Anthropology, Weather & Climate Change

Climate Change, Biodiversity and Human Adaptation
Location British Museum - Sackler B
Date and Start Time 29 May, 2016 at 13:30
Sessions 2


  • Rajindra Puri (University of Kent) email

Mail All Convenors

Short Abstract

This panel invites work using ethnographic approaches to understand how people are responding to possible climate-induced biodiversity change--species loss, range changes and explosions--and the implications for theory and method in environmental anthropology and climate change adaptation policy.

Long Abstract

This panel invites papers that deal with the intersection of climate induced biodiversity change and human adaptation. Across the planet, species are being lost or changing their ranges rapidly, leading to possibly major changes in human-ecosystem processes. Climate change is one of several interacting drivers of these changes. People must adapt to such change, and the ways they adapt will affect both ecosystems and biodiversity, and human well-being.

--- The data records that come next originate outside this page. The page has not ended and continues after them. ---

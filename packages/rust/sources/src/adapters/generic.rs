//! Generic (fallback) board adapter.
//!
//! Used for any configured board without a dedicated adapter. Looks for
//! anything job-ish, then for job links.

use super::BoardAdapter;

pub struct GenericBoardAdapter;

impl BoardAdapter for GenericBoardAdapter {
    fn matches(&self, _board_name: &str) -> bool {
        true
    }

    fn card_selector(&self) -> &'static str {
        r#"[class*="job-card"], [class*="JobCard"], [class*="job-listing"], [data-testid*="job"]"#
    }

    fn fallback_selector(&self) -> Option<&'static str> {
        Some(r#"a[href*="job"]"#)
    }

    fn name(&self) -> &str {
        "generic"
    }
}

Papers should deal with ethnographic cases that illustrate the ways in which people have adapted, or are currently adapting (or mal-adapting), to changes in biodiversity that result, e.g. ranging from the loss of a single species (e.g. a cultural keystone species) to a group of species (e.g. loss of native crop species) or trophic level (e.g. depletion of large fish), changing community composition (e.g. as a result of invasive species), changes in species' range, in population numbers, in pest and disease incidence, etc.

Questions that might be addressed include:

How do people perceive and understand such change?

How do people value biological resources and change in these?

How do people actually respond to risks, and what affects their ability to respond?

What are implications for environmental anthropology theory?

What are the contributions of studies to 'climate change adaptation' policy?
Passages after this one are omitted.